If you planted garlic last fall, as we did, by now you should be seeing vigorous green top growth. How vigorous can depend on many things. Variety of garlic you planted, clove size that was planted and soil conditions are all major factors. If You are not seeing vigorous green growth you will probably need to add some nitrogen fertilizer to give it a boost. It is recommended that nitrogen only be given up until the time that the bulbs start forming. This article explains that bulbs start forming around the time the ground temperature reaches around 60 degrees. http://greyduckgarlic.com/Southern_Garlic_Grower_Guide.html Another article I read said that bulbs start forming around Memorial day. That article I’m assuming was referring to growing garlic in a cooler, northern climate like ours.

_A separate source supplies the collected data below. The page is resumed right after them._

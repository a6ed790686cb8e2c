//! **Constructive Solid Geometry (CSG)** on soups of convex polygons,
//! built around Boolean operations (*union*, *difference*, *intersection*)
//! evaluated with [BSP](mesh::bsp) trees.
//!
//! ```rust
//! use bspcsg::mesh::Geometry;
//! use bspcsg::traits::CsgOps;
//! use nalgebra::Point3;
//!
//! let a = Geometry::<()>::cube(Point3::new(-0.5, -0.5, 0.5), 1.0);
//! let b = Geometry::<()>::cube(Point3::new(0.5, 0.5, -0.5), 1.0);
//! let union = a.union(&b);
//! assert!(union.is_valid());
//! assert_eq!(union.len(), 24);
//! ```
//!
//! Errors never panic out of the kernel: they travel inside the returned
//! [`Geometry`](mesh::Geometry) and are logged through `tracing`.
//!
//! # Features
//! #### Default
//! - **f64**: use f64 as Real
//!
//! #### Optional
//! - **f32**: use f32 as Real, this conflicts with f64

#![forbid(unsafe_code)]
#![warn(clippy::approx_constant, clippy::all)]

pub mod aabb;
pub mod errors;
pub mod float_types;
pub mod io;
pub mod math;
pub mod mesh;
pub mod options;
pub mod traits;

#[cfg(any(all(feature = "f64", feature = "f32"), not(any(feature = "f64", feature = "f32"))))]
compile_error!("Either 'f64' or 'f32' feature must be specified, but not both");

pub use errors::{Error, ErrorKind, ErrorPolicy};
pub use mesh::Geometry;
pub use mesh::boolean::{intersect, merge, subtract};
pub use options::Options;
pub use traits::CsgOps;
//! Binary Space Partitioning (BSP) tree implementation
//!
//! The algorithms live behind the [`BspOps`] trait; [`Node`] offers them as
//! methods that take the per-call [`Options`].

pub mod inspect;
pub mod node;
pub mod serial;
pub mod traits;

pub use inspect::{CountingInspector, Event, EventKind, FnInspector, Inspection, Inspector};
pub use node::Node;
pub use serial::SerialBspOps;
pub use traits::BspOps;

use crate::errors::Error;
use crate::mesh::polygon::Polygon;
use crate::options::Options;

impl<S: Clone> Node<S> {
    /// Creates a new BSP tree from polygons
    pub fn from_polygons(polygons: &[Polygon<S>], options: &Options<S>) -> Result<Self, Error> {
        let mut node = Self::new();
        node.build(polygons, options)?;
        Ok(node)
    }

    /// Invert all polygons in the BSP tree
    pub fn invert(&mut self, options: &Options<S>) {
        SerialBspOps::new(*options).invert(self);
    }

    /// A deep copy of this tree, inverted
    pub fn inverted(&self, options: &Options<S>) -> Self {
        let mut node = self.clone();
        node.invert(options);
        node
    }

    /// Recursively remove all polygons that are inside this BSP tree
    pub fn clip_polygons(&self, polygons: &[Polygon<S>], options: &Options<S>) -> Vec<Polygon<S>> {
        SerialBspOps::new(*options).clip_polygons(self, polygons)
    }

    /// Remove all polygons in this BSP tree that are inside the other BSP tree
    pub fn clip_to(&mut self, other: &Node<S>, options: &Options<S>) {
        SerialBspOps::new(*options).clip_to(self, other);
    }

    /// Return all polygons in this BSP tree
    pub fn all_polygons(&self) -> Vec<Polygon<S>> {
        SerialBspOps::new(Options::default()).all_polygons(self)
    }

    /// Build a BSP tree from the given polygons
    pub fn build(&mut self, polygons: &[Polygon<S>], options: &Options<S>) -> Result<(), Error> {
        SerialBspOps::new(*options).build(self, polygons)
    }
}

This time of year it is also important to make sure that garlic is getting enough water. This year our problem has been too much water, since we have had “April showers” in January, February, March, April and the first part of May. Although our garlic has shown signs of being stressed with some yellowing of the leaves, due to too much water, we are optimistic that we will have a decent crop.
It is recommended that garlic receive 1 inch of water a week during dry periods up until about two weeks before harvest. At this time we have no intention of watering the garlic anytime soon.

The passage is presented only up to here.